## EXERCISE AIM
The stretch from the line with "use super::user::User;" through the line with "pub fn is_expired(&self, now: DateTime<Utc>)" in the records below: write it out exactly, and nothing else.

Stored items:
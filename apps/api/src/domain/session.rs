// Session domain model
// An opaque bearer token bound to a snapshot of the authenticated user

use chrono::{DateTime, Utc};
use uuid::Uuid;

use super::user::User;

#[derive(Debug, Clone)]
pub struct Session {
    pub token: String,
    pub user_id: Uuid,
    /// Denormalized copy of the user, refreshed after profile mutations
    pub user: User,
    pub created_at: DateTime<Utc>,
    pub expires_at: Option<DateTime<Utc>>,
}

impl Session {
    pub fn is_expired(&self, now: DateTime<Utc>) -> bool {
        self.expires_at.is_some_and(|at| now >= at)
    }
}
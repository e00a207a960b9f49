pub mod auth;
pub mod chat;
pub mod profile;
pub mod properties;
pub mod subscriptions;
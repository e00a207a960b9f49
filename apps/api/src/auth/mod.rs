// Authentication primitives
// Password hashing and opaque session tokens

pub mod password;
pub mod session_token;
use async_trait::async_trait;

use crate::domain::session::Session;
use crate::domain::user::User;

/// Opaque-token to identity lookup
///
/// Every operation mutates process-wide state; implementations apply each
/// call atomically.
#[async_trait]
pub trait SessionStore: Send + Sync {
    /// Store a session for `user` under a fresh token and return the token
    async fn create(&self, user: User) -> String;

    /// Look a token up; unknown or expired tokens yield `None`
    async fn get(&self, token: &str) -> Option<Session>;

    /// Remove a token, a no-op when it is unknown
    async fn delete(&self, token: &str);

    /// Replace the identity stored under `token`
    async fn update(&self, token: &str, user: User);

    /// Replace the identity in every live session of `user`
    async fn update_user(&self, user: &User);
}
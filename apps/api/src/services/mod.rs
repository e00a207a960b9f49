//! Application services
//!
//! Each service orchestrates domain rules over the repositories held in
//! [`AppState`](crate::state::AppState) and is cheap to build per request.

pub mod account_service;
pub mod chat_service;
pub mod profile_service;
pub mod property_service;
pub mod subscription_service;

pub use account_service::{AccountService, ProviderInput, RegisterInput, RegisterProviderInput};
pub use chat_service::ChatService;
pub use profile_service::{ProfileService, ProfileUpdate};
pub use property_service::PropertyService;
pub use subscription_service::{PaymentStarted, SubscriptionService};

==

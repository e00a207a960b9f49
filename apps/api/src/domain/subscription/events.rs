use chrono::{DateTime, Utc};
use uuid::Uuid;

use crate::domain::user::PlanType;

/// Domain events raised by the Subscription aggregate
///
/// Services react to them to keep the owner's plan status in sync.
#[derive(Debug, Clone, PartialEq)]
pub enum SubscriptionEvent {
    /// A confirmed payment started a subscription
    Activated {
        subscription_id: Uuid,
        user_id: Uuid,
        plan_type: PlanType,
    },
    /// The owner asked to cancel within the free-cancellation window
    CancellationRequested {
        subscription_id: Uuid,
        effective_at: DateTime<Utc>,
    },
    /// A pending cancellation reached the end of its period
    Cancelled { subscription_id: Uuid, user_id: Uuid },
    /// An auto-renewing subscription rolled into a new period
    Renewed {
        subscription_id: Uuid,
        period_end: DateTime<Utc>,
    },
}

## REPLY
use super::user::User;

#[derive(Debug, Clone)]
pub struct Session {
    pub token: String,
    pub user_id: Uuid,
    /// Denormalized copy of the user, refreshed after profile mutations
    pub user: User,
    pub created_at: DateTime<Utc>,
    pub expires_at: Option<DateTime<Utc>>,
}

impl Session {
    pub fn is_expired(&self, now: DateTime<Utc>) -> bool {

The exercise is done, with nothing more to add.